(Collected data entries)

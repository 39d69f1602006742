//! Wall clock

use chrono::{DateTime, Duration, Local, NaiveDate};
use std::cell::Cell;
use std::rc::Rc;

/// Source of "now" in the local time zone
pub trait Clock {
    fn now(&self) -> DateTime<Local>;

    /// Milliseconds since the Unix epoch
    fn now_millis(&self) -> i64 {
        self.now().timestamp_millis()
    }

    /// Local calendar date
    fn today(&self) -> NaiveDate {
        self.now().date_naive()
    }
}

/// The system clock
#[derive(Debug, Clone, Copy, Default)]
pub struct SystemClock;

impl Clock for SystemClock {
    fn now(&self) -> DateTime<Local> {
        Local::now()
    }
}

/// A clock that only moves when told to
///
/// Clones share the same instant, so a test can keep a handle and advance
/// time under a component that owns another clone.
#[derive(Debug, Clone)]
pub struct FixedClock(Rc<Cell<DateTime<Local>>>);

impl FixedClock {
    #[must_use]
    pub fn new(now: DateTime<Local>) -> Self {
        Self(Rc::new(Cell::new(now)))
    }

    pub fn set(&self, now: DateTime<Local>) {
        self.0.set(now);
    }

    pub fn advance(&self, by: Duration) {
        self.0.set(self.0.get() + by);
    }
}

impl Clock for FixedClock {
    fn now(&self) -> DateTime<Local> {
        self.0.get()
    }
}
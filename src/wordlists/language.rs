//! Supported languages and list variants

use serde::{Deserialize, Serialize};
use std::fmt;
use std::str::FromStr;

/// Game language
#[derive(Debug, Clone, Copy, PartialEq, Eq, Hash, Default, Serialize, Deserialize)]
pub enum Language {
    #[default]
    #[serde(rename = "pt-br")]
    PtBr,
    #[serde(rename = "en-us")]
    EnUs,
    #[serde(rename = "fr")]
    Fr,
}

impl Language {
    pub const ALL: [Self; 3] = [Self::PtBr, Self::EnUs, Self::Fr];

    /// Code used for file names and storage keys
    #[must_use]
    pub const fn code(self) -> &'static str {
        match self {
            Self::PtBr => "pt-br",
            Self::EnUs => "en-us",
            Self::Fr => "fr",
        }
    }

    /// Short display label
    #[must_use]
    pub const fn label(self) -> &'static str {
        match self {
            Self::PtBr => "PT",
            Self::EnUs => "EN",
            Self::Fr => "FR",
        }
    }

    #[must_use]
    pub fn from_code(code: &str) -> Option<Self> {
        Self::ALL
            .into_iter()
            .find(|language| language.code().eq_ignore_ascii_case(code))
    }

    /// Next language, in label order
    #[must_use]
    pub const fn next(self) -> Self {
        // EN, FR, PT
        match self {
            Self::EnUs => Self::Fr,
            Self::Fr => Self::PtBr,
            Self::PtBr => Self::EnUs,
        }
    }
}

impl fmt::Display for Language {
    fn fmt(&self, f: &mut fmt::Formatter<'_>) -> fmt::Result {
        f.write_str(self.code())
    }
}

impl FromStr for Language {
    type Err = String;

    fn from_str(s: &str) -> Result<Self, Self::Err> {
        Self::from_code(s).ok_or_else(|| {
            format!("Unknown language '{s}', expected one of: pt-br, en-us, fr")
        })
    }
}

/// Which list random words are drawn from
///
/// Guesses are always checked against the full list.
#[derive(Debug, Clone, Copy, PartialEq, Eq, Hash, Default)]
pub enum ListVariant {
    #[default]
    Full,
    Common,
}

impl ListVariant {
    /// File stem for a language, e.g. `en-us-common`
    #[must_use]
    pub fn file_stem(self, language: Language) -> String {
        match self {
            Self::Full => language.code().to_string(),
            Self::Common => format!("{}-common", language.code()),
        }
    }
}

impl FromStr for ListVariant {
    type Err = String;

    fn from_str(s: &str) -> Result<Self, Self::Err> {
        match s.to_lowercase().as_str() {
            "full" | "all" => Ok(Self::Full),
            "common" => Ok(Self::Common),
            _ => Err(format!("Unknown word list '{s}', expected 'full' or 'common'")),
        }
    }
}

The problem: Copy out every entry exactly.

Answer box:
repository 39d69f1602006742
//! Wall clock

use chrono::{DateTime, Duration, Local, NaiveDate};
use std::cell::Cell;
use std::rc::Rc;

/// Source of "now" in the local time zone
pub trait Clock {
    fn now(&self) -> DateTime<Local>;

    /// Milliseconds since the Unix epoch
    fn now_millis(&self) -> i64 {
        self.now().timestamp_millis()
    }

    /// Local calendar date
    fn today(&self) -> NaiveDate {
        self.now().date_naive()
    }
}

/// The system clock
#[derive(Debug, Clone, Copy, Default)]
pub struct SystemClock;

impl Clock for SystemClock {
    fn now(&self) -> DateTime<Local> {
        Local::now()
    }
}

/// A clock that only moves when told to
///
/// Clones share the same instant, so a test can keep a handle and advance
/// time under a component that owns another clone.
#[derive(Debug, Clone)]
pub struct FixedClock(Rc<Cell<DateTime<Local>>>);

impl FixedClock {
    #[must_use]
    pub fn new(now: DateTime<Local>) -> Self {
        Self(Rc::new(Cell::new(now)))
    }

    pub fn set(&self, now: DateTime<Local>) {
        self.0.set(now);
    }

    pub fn advance(&self, by: Duration) {
        self.0.set(self.0.get() + by);
    }
}

impl Clock for FixedClock {
    fn now(&self) -> DateTime<Local> {
        self.0.get()
    }
}
filename src/wordlists/language.rs
//! Supported languages and list variants

use serde::{Deserialize, Serialize};
use std::fmt;
use std::str::FromStr;

/// Game language
#[derive(Debug, Clone, Copy, PartialEq, Eq, Hash, Default, Serialize, Deserialize)]
pub enum Language {
    #[default]
    #[serde(rename = "pt-br")]
    PtBr,
    #[serde(rename = "en-us")]
    EnUs,
    #[serde(rename = "fr")]
    Fr,
}

impl Language {
    pub const ALL: [Self; 3] = [Self::PtBr, Self::EnUs, Self::Fr];

    /// Code used for file names and storage keys
    #[must_use]
    pub const fn code(self) -> &'static str {
        match self {
            Self::PtBr => "pt-br",
            Self::EnUs => "en-us",
            Self::Fr => "fr",
        }
    }

    /// Short display label
    #[must_use]
    pub const fn label(self) -> &'static str {
        match self {
            Self::PtBr => "PT",
            Self::EnUs => "EN",
            Self::Fr => "FR",
        }
    }

    #[must_use]
    pub fn from_code(code: &str) -> Option<Self> {
        Self::ALL
            .into_iter()
            .find(|language| language.code().eq_ignore_ascii_case(code))
    }

    /// Next language, in label order
    #[must_use]
    pub const fn next(self) -> Self {
        // EN, FR, PT
        match self {
            Self::EnUs => Self::Fr,
            Self::Fr => Self::PtBr,
            Self::PtBr => Self::EnUs,
        }
    }
}

impl fmt::Display for Language {
    fn fmt(&self, f: &mut fmt::Formatter<'_>) -> fmt::Result {
        f.write_str(self.code())
    }
}

impl FromStr for Language {
    type Err = String;

    fn from_str(s: &str) -> Result<Self, Self::Err> {
        Self::from_code(s).ok_or_else(|| {
            format!("Unknown language '{s}', expected one of: pt-br, en-us, fr")
        })
    }
}

/// Which list random words are drawn from
///
/// Guesses are always checked against the full list.
#[derive(Debug, Clone, Copy, PartialEq, Eq, Hash, Default)]
pub enum ListVariant {
    #[default]
    Full,
    Common,
}

impl ListVariant {
    /// File stem for a language, e.g. `en-us-common`
    #[must_use]
    pub fn file_stem(self, language: Language) -> String {
        match self {
            Self::Full => language.code().to_string(),
            Self::Common => format!("{}-common", language.code()),
        }
    }
}

impl FromStr for ListVariant {
    type Err = String;

    fn from_str(s: &str) -> Result<Self, Self::Err> {
        match s.to_lowercase().as_str() {
            "full" | "all" => Ok(Self::Full),
            "common" => Ok(Self::Common),
            _ => Err(format!("Unknown word list '{s}', expected 'full' or 'common'")),
        }
    }
}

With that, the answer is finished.